おっさんひとり犬いっぴき

家族がふえてノンキな暮らし

垂れ流し状態

2023-06-26 11:07:48 | 日記
 パソコンが、バージョンアップしなさいと言って来たので、指示に従ってアップデートすると、それ以来パソコンが重くなったような気がして仕方ない。最新の状態にしたつもりが、なんだか後退したみたいで、いつになったら快適にサクサク動く時代になるのだろうと思う。確かに、昔はフロッピーディスクでデータをやり取りしていたのだから、比べようもない進歩であることは間違いないのだが、人間というのは何にでもすぐに慣れてしまうので、大して快適になっている気にはなれないのである。

 本屋に立ち寄って、何か軽い読み物でも思い、新書版の「ビッグデータと人工知能 可能性と罠を見極める」(西垣通著)というのを買った。発行は2016年とあるから、すでに7年経っている。日進月歩のコンピュータの世界で、7年という時間は致命的かもしれないが、僕のように専門知識のない人間は、最先端科学の理解は難しく、時代が進んだときに振り返って初めて理解できるのである。

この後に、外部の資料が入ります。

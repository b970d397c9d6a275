//! Queen pseudo-legal destination generation.

use crate::game_state::board::Board;
use crate::game_state::chess_types::{PieceTeam, Square};
use crate::movegen::shared::ray_moves;

const QUEEN_DIRECTIONS: [(i16, i16); 8] = [
    (-1, 0),
    (1, 0),
    (0, -1),
    (0, 1),
    (-1, -1),
    (-1, 1),
    (1, -1),
    (1, 1),
];

/// Rook and bishop rays combined.
pub fn queen_moves(board: &Board, sq: Square, team: PieceTeam) -> Vec<Square> {
    ray_moves(board, sq, team, &QUEEN_DIRECTIONS)
}
//! Depth-limited minimax over the speculative apply/undo machinery.

use crate::agents::agent_trait::Agent;
use crate::chess_errors::ChessErrors;
use crate::game_state::board::Board;
use crate::game_state::chess_move::ChessMove;
use crate::game_state::chess_types::PieceTeam;
use crate::scoring::{BoardScorer, Score, MAX_SCORE};

const DEFAULT_DEPTH: u32 = 3;

/// Minimax search agent.
///
/// Each node picks the move that minimizes the value its opponent reports
/// back, and reports that minimized value upward; leaves are scored from the
/// perspective of the side to move at the leaf. A node is terminal when the
/// depth budget runs out or either side has no legal reply.
pub struct MinimaxAgent<S: BoardScorer> {
    team: PieceTeam,
    scorer: S,
    depth: u32,
}

impl<S: BoardScorer> MinimaxAgent<S> {
    pub fn new(team: PieceTeam, scorer: S) -> Self {
        MinimaxAgent {
            team,
            scorer,
            depth: DEFAULT_DEPTH,
        }
    }

    pub fn with_depth(team: PieceTeam, scorer: S, depth: u32) -> Self {
        MinimaxAgent {
            team,
            scorer,
            depth,
        }
    }

    fn minimax(
        &self,
        board: &mut Board,
        depth: u32,
        team: PieceTeam,
    ) -> Result<(String, Score), ChessErrors> {
        let moves = board.get_legal_moves(team)?;
        if depth == 0
            || moves.is_empty()
            || board.get_legal_moves(team.opponent())?.is_empty()
        {
            return Ok((String::new(), self.scorer.score(board, team)));
        }

        let mut best_move = String::new();
        let mut best_score = MAX_SCORE;
        for text in moves {
            let mut mv = ChessMove::from_notation(&text, team)?;
            board.apply(&mut mv)?;
            let (_, opponent_score) = self.minimax(board, depth - 1, team.opponent())?;
            board.undo(&mv)?;
            if opponent_score < best_score {
                best_score = opponent_score;
                best_move = text;
            }
        }
        Ok((best_move, best_score))
    }
}

impl<S: BoardScorer> Agent for MinimaxAgent<S> {
    fn team(&self) -> PieceTeam {
        self.team
    }

    fn choose_move(&mut self, board: &Board) -> Result<String, ChessErrors> {
        let mut scratch = board.clone();
        let (best_move, _) = self.minimax(&mut scratch, self.depth, self.team)?;
        if best_move.is_empty() {
            return Err(ChessErrors::NoLegalMoves);
        }
        Ok(best_move)
    }

    fn choose_promotion(&mut self) -> char {
        'q'
    }
}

 今では当たり前のビッグデータという存在は、意外と新しい。昔はデータと言えば、お役所や会社で入力したもの、例えばアンケートを取ってそれを集計したり、個人情報を打ち込んだりしていた。そんな時代のデータは微々たるものである。ところが、スマホの登場により、いちいち誰かが手作業で入力する必要はなくなった。誰もがSNSで情報を発信する。ネットで買い物をする。レストランや旅先を検索する。音楽をダウンロードする。アンケートを個別に取らなくても、その人のスマホのデータを収集すれば、趣味や食生活、娯楽や興味の対象など、ありとあらゆる個人データが手に入る。それだけではない。スマホの位置データも記録されるので、その人の行動履歴も把握できる。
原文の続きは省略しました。